Kingdom Hearts 3 is an ok game, made especially dangerous for those with epilepsy. There was always a lot going on the screen in prior games, but here it dials it up to 11. Fights allow optional commands to be used, either a stronger spell, a separate weapon form (more on that), a contextual attack, or using a Disney Ride. You want to use a swinging pirate ship ride? Go ahead! I am not a fan.

Weapons come with alternate forms, that provide a specific boost. Whether defense, magic or some major ultra attack. You can “shoot” a weapon as well, which locks a target and blasts them with stuff. To make all weapons relevant for the duration of the game, you can now upgrade them, so that the choice is in their boosted effects rather than their stats.

Donald + Goofy are the same as in prior games. Thematic characters, specific to certain zones, still have special attacks. Same as before.

The Gummi Ship is still there, with generally the same content while fighting. When not fighting, the ship is used to explore a open world map in a 3D environment. It’s interesting side content, with some cool boss battles.

The worlds are at least 4x larger than KH3, which is almost all aspects is a downgrade. There’s only so much meaningful stuff you can put in a game, and this in turn makes it an empty map that you slog through a ton of basic enemies to reach anything fun. I mean, they look amazing, truly amazing and just like the movies. Yet there’s only so much frozen mountain top you can stand.

Boss battles still rock, and are a major highlight. I am beyond impressed at the complexity, diversity and originality that the devs put in here. All the way to the end, you’re going to have major battles that are just a pure joy to get through.
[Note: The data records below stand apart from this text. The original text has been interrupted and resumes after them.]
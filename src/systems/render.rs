//! Frame rendering.
//!
//! Draw order: map background of the current phase, the portal (only while
//! armed), monsters, then players. Drawing faults are never fatal; each one
//! is logged and the affected entity is skipped for this frame.
use bevy_ecs::prelude::*;
use log::{error, warn};
use raylib::prelude::*;

use crate::components::animation::Animation;
use crate::components::boxcollider::BoxCollider;
use crate::components::mapposition::MapPosition;
use crate::components::monster::Monster;
use crate::components::player::Player;
use crate::components::portal::Portal;
use crate::components::sprite::Sprite;
use crate::resources::animationstore::{AnimationStore, FrameError};
use crate::resources::debugmode::DebugMode;
use crate::resources::screensize::ScreenSize;
use crate::resources::session::{GamePhase, SessionState};
use crate::resources::texturestore::TextureStore;
use crate::systems::portal::PORTAL_TEXTURE_KEY;

/// Texture key of the background drawn during `phase`.
pub fn background_key(phase: GamePhase) -> String {
    format!("map_{}", phase)
}

/// Background file of `phase`, relative to the asset directory.
pub fn background_path(phase: GamePhase) -> String {
    format!("Map/{}.png", phase)
}

/// Source and destination rectangles for a whole-texture draw.
///
/// A negative source width mirrors the texture horizontally.
pub fn sprite_rects(
    tex_width: f32,
    tex_height: f32,
    position: Vector2,
    width: f32,
    height: f32,
    flip: bool,
) -> (Rectangle, Rectangle) {
    let src = Rectangle {
        x: 0.0,
        y: 0.0,
        width: if flip { -tex_width } else { tex_width },
        height: tex_height,
    };
    let dest = Rectangle {
        x: position.x,
        y: position.y,
        width,
        height,
    };
    (src, dest)
}

/// Texture of the frame an animation points at.
pub fn resolve_frame<'a>(
    animations: &AnimationStore,
    textures: &'a TextureStore,
    animation: &Animation,
) -> Result<&'a Texture2D, FrameError> {
    let key = animations.frame_key(animation)?;
    textures
        .get(key)
        .ok_or_else(|| FrameError::MissingTexture(key.to_string()))
}

#[allow(clippy::too_many_arguments)]
pub fn render_system(
    mut rl: NonSendMut<RaylibHandle>,
    th: NonSend<RaylibThread>,
    textures: Res<TextureStore>,
    animations: Res<AnimationStore>,
    session: Res<SessionState>,
    screen: Res<ScreenSize>,
    debug_mode: Option<Res<DebugMode>>,
    portals: Query<(&Portal, &MapPosition, &BoxCollider)>,
    monsters: Query<(&Monster, &MapPosition, &Sprite)>,
    players: Query<(&Player, &MapPosition, &Sprite, &Animation)>,
    colliders: Query<(&BoxCollider, &MapPosition)>,
) {
    let fps = rl.get_fps();
    let mut d = rl.begin_drawing(&th);
    d.clear_background(Color::BLACK);

    if let Some(tex) = textures.get(&background_key(session.current_phase)) {
        let (src, dest) = sprite_rects(
            tex.width as f32,
            tex.height as f32,
            Vector2::new(0.0, 0.0),
            screen.w as f32,
            screen.h as f32,
            false,
        );
        d.draw_texture_pro(tex, src, dest, Vector2::new(0.0, 0.0), 0.0, Color::WHITE);
    }

    for (portal, position, collider) in portals.iter() {
        if !portal.armed {
            continue;
        }
        let (x, y, w, h) = collider.get_aabb(position.pos);
        match textures.get(PORTAL_TEXTURE_KEY) {
            Some(tex) => {
                let (src, dest) =
                    sprite_rects(tex.width as f32, tex.height as f32, Vector2::new(x, y), w, h, false);
                d.draw_texture_pro(tex, src, dest, Vector2::new(0.0, 0.0), 0.0, Color::WHITE);
            }
            None => d.draw_rectangle(x as i32, y as i32, w as i32, h as i32, Color::SKYBLUE),
        }
    }

    for (monster, position, sprite) in monsters.iter() {
        let texture = sprite.tex_key.as_deref().and_then(|key| textures.get(key));
        match texture {
            Some(tex) => {
                let (src, dest) = sprite_rects(
                    tex.width as f32,
                    tex.height as f32,
                    position.pos,
                    sprite.width,
                    sprite.height,
                    false,
                );
                d.draw_texture_pro(tex, src, dest, Vector2::new(0.0, 0.0), 0.0, Color::WHITE);
            }
            None => d.draw_rectangle(
                position.pos.x as i32,
                position.pos.y as i32,
                sprite.width as i32,
                sprite.height as i32,
                monster.kind.fallback_color(),
            ),
        }
    }

    for (player, position, sprite, animation) in players.iter() {
        match resolve_frame(&animations, &textures, animation) {
            Ok(tex) => {
                let (src, dest) = sprite_rects(
                    tex.width as f32,
                    tex.height as f32,
                    position.pos,
                    sprite.width,
                    sprite.height,
                    player.flip,
                );
                d.draw_texture_pro(tex, src, dest, Vector2::new(0.0, 0.0), 0.0, Color::WHITE);
            }
            Err(e @ FrameError::MissingTexture(_)) => warn!("Skipping player frame: {}", e),
            Err(e) => error!("Skipping player frame: {}", e),
        }
    }

    if debug_mode.is_some() {
        for (collider, position) in colliders.iter() {
            let (x, y, w, h) = collider.get_aabb(position.pos);
            d.draw_rectangle_lines(x as i32, y as i32, w as i32, h as i32, Color::RED);
        }
        let text = format!(
            "DEBUG MODE (press F11 to toggle) | FPS: {} | Phase: {} | Kills: {} | Health: {}",
            fps, session.current_phase, session.kill_count, session.player_health
        );
        d.draw_text(&text, 10, 10, 10, Color::RAYWHITE);
        let monster_count = monsters.iter().count();
        d.draw_text(
            &format!("Monsters: {}", monster_count),
            10,
            30,
            10,
            Color::RAYWHITE,
        );
    }
}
The story is a nightmare to follow, and unless you’re reading some wiki, won’t make a lick of sense. The cutscenes are very long, especially near the end. I’m sure there’s a good 12 hrs of cutscenes in this game, which truly doubles down on the interactive movie bit.
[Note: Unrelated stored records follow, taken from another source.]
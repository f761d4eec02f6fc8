//! Monster components.
//!
//! Every monster is an entity with [`Monster`], a
//! [`MapPosition`](super::mapposition::MapPosition) and a
//! [`Sprite`](super::sprite::Sprite); together they form the monster
//! collection the parry logic and the spawner work on. The variant is a tag
//! ([`MonsterKind`]) instead of a type, so the spawner picks a kind by value.

use bevy_ecs::prelude::Component;
use raylib::prelude::Color;

/// Sprite footprint of every monster, in pixels.
pub const MONSTER_SIZE: f32 = 128.0;

#[derive(Debug, Clone, Copy, PartialEq, Eq, Hash)]
pub enum MonsterKind {
    /// Walks straight at the player.
    Moving,
    /// Keeps its distance.
    Ranged,
    /// Rests, then dashes toward the player.
    Charging,
}

impl MonsterKind {
    pub const ALL: [MonsterKind; 3] = [MonsterKind::Moving, MonsterKind::Ranged, MonsterKind::Charging];

    pub fn initial_health(self) -> i32 {
        match self {
            MonsterKind::Moving => 2,
            MonsterKind::Ranged => 1,
            MonsterKind::Charging => 3,
        }
    }

    /// Movement speed in pixels per second.
    pub fn speed(self) -> f32 {
        match self {
            MonsterKind::Moving => 120.0,
            MonsterKind::Ranged => 90.0,
            MonsterKind::Charging => 600.0,
        }
    }

    pub fn texture_key(self) -> &'static str {
        match self {
            MonsterKind::Moving => "monster_moving",
            MonsterKind::Ranged => "monster_ranged",
            MonsterKind::Charging => "monster_charging",
        }
    }

    /// Path relative to the asset directory.
    pub fn texture_path(self) -> &'static str {
        match self {
            MonsterKind::Moving => "Character/monster/MovingMonster.png",
            MonsterKind::Ranged => "Character/monster/RangedMonster.png",
            MonsterKind::Charging => "Character/monster/ChargingMonster.png",
        }
    }

    /// Fill colour used when the texture is not available.
    pub fn fallback_color(self) -> Color {
        match self {
            MonsterKind::Moving => Color::MAROON,
            MonsterKind::Ranged => Color::DARKPURPLE,
            MonsterKind::Charging => Color::ORANGE,
        }
    }
}

/// Health and per-kind behaviour state of a monster.
#[derive(Component, Debug, Clone, PartialEq)]
pub struct Monster {
    pub kind: MonsterKind,
    health: i32,
    /// Seconds spent in the current behaviour step (used by charging monsters).
    pub behavior_timer: f32,
}

impl Monster {
    pub fn new(kind: MonsterKind) -> Self {
        Self {
            kind,
            health: kind.initial_health(),
            behavior_timer: 0.0,
        }
    }

    pub fn with_health(mut self, health: i32) -> Self {
        self.health = health;
        self
    }

    pub fn health(&self) -> i32 {
        self.health
    }

    pub fn set_health(&mut self, health: i32) {
        self.health = health;
    }

    pub fn is_dead(&self) -> bool {
        self.health <= 0
    }
}

#[cfg(test)]
mod tests {
    use super::*;

    #[test]
    fn test_new_uses_kind_health() {
        for kind in MonsterKind::ALL {
            let monster = Monster::new(kind);
            assert_eq!(monster.health(), kind.initial_health());
            assert!(!monster.is_dead());
        }
    }

    #[test]
    fn test_dead_at_zero_or_below() {
        let mut monster = Monster::new(MonsterKind::Ranged);
        monster.set_health(monster.health() - 1);
        assert!(monster.is_dead());
        monster.set_health(-3);
        assert!(monster.is_dead());
    }
}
Optional content has always been an interesting feat of these games. In particular in collecting material for the best gear (some version of Ultima) and then optional bosses. Collecting material is tedious, the side games generally have horrid controls, and the rewards are all but required for the ReMind DLC. As in prior games the DLC is you fighting OrgXIII members, who are all on steroids and speed. Pattern recognition, knowing when to block or dodge is the only way to get through them. I did 4 of them and had enough. I’m all good for a challenge, but I don’t need 13 versions of the Sephiroth fight.

Unless you’re a Kingdom Hearts fan, there are ample games that do better mechanically and are easier to follow the storyline. If you are a KH fan, then odds are you already played the game. It filled a spot during the summer, and truthfully plays wonderfully on the Steam Deck.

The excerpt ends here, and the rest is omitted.